Activity
Reproduce, exactly and in full, only the lines below from the one containing "async fn main()" through the one containing "let env = Config::from_env(ctx);".

== The data ==

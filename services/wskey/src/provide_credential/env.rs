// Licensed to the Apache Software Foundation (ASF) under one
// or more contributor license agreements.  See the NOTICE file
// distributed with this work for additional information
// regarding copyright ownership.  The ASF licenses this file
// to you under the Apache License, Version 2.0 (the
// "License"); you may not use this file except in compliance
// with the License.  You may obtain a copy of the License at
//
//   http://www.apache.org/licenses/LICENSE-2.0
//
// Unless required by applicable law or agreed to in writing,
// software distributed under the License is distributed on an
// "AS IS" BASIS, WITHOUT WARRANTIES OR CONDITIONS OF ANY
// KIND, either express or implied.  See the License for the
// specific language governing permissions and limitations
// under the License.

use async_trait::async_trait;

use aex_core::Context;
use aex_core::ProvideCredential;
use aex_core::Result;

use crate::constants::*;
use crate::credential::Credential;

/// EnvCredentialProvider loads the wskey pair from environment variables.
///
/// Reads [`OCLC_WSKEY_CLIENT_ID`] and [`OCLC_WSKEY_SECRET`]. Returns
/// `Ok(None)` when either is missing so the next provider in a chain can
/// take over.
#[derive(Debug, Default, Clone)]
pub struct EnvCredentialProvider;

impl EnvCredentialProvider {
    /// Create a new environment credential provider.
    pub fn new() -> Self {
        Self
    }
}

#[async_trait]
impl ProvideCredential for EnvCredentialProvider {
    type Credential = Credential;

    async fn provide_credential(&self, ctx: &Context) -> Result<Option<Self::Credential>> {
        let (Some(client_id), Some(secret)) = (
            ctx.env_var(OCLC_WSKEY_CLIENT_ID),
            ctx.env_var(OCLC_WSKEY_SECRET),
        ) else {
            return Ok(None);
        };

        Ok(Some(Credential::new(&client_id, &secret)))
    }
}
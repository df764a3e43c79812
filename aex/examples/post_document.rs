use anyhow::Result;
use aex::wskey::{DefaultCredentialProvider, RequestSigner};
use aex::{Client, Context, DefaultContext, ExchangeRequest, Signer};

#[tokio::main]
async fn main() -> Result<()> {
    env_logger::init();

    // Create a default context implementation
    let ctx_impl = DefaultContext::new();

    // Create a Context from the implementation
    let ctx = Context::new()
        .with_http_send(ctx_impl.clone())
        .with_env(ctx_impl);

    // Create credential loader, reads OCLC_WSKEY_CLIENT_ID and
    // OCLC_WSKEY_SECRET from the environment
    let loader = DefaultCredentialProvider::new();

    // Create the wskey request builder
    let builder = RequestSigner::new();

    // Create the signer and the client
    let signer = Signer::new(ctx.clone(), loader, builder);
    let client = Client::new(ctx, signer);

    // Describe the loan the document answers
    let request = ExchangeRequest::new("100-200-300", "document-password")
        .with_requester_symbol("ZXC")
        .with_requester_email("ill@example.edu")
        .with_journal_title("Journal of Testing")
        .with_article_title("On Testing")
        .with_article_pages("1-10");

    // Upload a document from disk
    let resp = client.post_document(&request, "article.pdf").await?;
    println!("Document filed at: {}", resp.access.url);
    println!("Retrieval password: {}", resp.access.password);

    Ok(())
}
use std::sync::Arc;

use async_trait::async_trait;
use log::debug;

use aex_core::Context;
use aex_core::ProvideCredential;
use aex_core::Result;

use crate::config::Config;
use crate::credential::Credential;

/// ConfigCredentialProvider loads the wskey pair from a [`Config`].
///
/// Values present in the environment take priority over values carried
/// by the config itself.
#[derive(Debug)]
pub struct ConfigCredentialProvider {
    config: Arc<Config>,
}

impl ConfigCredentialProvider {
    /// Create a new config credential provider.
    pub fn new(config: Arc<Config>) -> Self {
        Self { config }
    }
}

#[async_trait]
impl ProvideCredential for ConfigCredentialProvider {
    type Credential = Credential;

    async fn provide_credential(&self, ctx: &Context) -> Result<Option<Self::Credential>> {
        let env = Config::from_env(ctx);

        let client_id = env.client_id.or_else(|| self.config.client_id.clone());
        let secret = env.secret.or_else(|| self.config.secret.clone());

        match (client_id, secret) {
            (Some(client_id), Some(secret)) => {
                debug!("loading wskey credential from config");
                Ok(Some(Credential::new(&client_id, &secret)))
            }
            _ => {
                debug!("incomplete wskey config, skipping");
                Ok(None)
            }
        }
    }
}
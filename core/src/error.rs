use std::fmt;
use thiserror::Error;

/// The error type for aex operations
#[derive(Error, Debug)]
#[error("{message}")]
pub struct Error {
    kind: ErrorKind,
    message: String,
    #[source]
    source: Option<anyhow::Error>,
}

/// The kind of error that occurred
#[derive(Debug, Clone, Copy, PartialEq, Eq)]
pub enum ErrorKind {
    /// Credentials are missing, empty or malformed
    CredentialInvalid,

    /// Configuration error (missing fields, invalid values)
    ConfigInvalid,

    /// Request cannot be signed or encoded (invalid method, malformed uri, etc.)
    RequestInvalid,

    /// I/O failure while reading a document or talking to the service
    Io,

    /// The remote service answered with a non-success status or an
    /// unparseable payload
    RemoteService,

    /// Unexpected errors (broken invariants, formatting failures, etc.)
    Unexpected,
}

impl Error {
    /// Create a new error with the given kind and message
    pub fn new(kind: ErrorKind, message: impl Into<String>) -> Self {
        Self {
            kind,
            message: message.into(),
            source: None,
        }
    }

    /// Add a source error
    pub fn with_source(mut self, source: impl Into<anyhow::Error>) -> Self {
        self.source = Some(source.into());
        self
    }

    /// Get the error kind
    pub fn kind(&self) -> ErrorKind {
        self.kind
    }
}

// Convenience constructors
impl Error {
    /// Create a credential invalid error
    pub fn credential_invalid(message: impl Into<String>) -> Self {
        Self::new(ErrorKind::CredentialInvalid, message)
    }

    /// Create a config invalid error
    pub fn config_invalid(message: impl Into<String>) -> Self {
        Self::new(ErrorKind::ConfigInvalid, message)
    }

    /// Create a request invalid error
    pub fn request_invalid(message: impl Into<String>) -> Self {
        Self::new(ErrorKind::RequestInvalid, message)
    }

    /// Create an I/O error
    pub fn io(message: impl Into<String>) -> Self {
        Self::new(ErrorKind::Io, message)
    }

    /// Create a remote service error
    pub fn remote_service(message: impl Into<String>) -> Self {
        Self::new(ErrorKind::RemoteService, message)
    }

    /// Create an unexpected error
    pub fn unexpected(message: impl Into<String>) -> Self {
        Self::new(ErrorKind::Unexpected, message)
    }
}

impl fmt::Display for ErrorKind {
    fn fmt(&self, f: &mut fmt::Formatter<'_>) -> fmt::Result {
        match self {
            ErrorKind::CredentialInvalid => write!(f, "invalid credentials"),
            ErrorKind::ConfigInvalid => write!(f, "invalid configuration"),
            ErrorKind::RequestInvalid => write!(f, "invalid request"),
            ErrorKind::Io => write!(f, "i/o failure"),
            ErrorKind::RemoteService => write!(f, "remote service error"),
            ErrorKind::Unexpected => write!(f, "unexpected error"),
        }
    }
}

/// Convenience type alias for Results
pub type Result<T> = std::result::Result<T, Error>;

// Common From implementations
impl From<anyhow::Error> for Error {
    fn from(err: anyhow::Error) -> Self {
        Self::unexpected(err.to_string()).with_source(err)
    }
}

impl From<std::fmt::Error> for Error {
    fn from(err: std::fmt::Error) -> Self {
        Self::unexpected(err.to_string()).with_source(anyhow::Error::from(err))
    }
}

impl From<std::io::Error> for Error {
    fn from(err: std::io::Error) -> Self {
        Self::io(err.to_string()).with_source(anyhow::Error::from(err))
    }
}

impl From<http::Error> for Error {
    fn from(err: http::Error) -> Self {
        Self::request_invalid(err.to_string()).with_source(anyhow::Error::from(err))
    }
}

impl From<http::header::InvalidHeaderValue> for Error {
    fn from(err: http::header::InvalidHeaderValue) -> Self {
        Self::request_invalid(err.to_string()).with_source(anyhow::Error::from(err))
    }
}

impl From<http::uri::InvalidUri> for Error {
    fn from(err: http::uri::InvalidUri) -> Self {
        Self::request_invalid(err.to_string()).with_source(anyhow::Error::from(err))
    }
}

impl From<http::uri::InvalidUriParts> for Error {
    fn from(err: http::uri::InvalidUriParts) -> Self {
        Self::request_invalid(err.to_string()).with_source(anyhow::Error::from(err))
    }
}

===

Written response
async fn main() -> Result<()> {
    env_logger::init();

    // Create a default context implementation
    let ctx_impl = DefaultContext::new();

    // Create a Context from the implementation
    let ctx = Context::new()
        .with_http_send(ctx_impl.clone())
        .with_env(ctx_impl);

    // Create credential loader, reads OCLC_WSKEY_CLIENT_ID and
    // OCLC_WSKEY_SECRET from the environment
    let loader = DefaultCredentialProvider::new();

    // Create the wskey request builder
    let builder = RequestSigner::new();

    // Create the signer and the client
    let signer = Signer::new(ctx.clone(), loader, builder);
    let client = Client::new(ctx, signer);

    // Describe the loan the document answers
    let request = ExchangeRequest::new("100-200-300", "document-password")
        .with_requester_symbol("ZXC")
        .with_requester_email("ill@example.edu")
        .with_journal_title("Journal of Testing")
        .with_article_title("On Testing")
        .with_article_pages("1-10");

    // Upload a document from disk
    let resp = client.post_document(&request, "article.pdf").await?;
    println!("Document filed at: {}", resp.access.url);
    println!("Retrieval password: {}", resp.access.password);

    Ok(())
}
use std::sync::Arc;

use async_trait::async_trait;
use log::debug;

use aex_core::Context;
use aex_core::ProvideCredential;
use aex_core::Result;

use crate::config::Config;
use crate::credential::Credential;

/// ConfigCredentialProvider loads the wskey pair from a [`Config`].
///
/// Values present in the environment take priority over values carried
/// by the config itself.
#[derive(Debug)]
pub struct ConfigCredentialProvider {
    config: Arc<Config>,
}

impl ConfigCredentialProvider {
    /// Create a new config credential provider.
    pub fn new(config: Arc<Config>) -> Self {
        Self { config }
    }
}

#[async_trait]
impl ProvideCredential for ConfigCredentialProvider {
    type Credential = Credential;

    async fn provide_credential(&self, ctx: &Context) -> Result<Option<Self::Credential>> {
        let env = Config::from_env(ctx);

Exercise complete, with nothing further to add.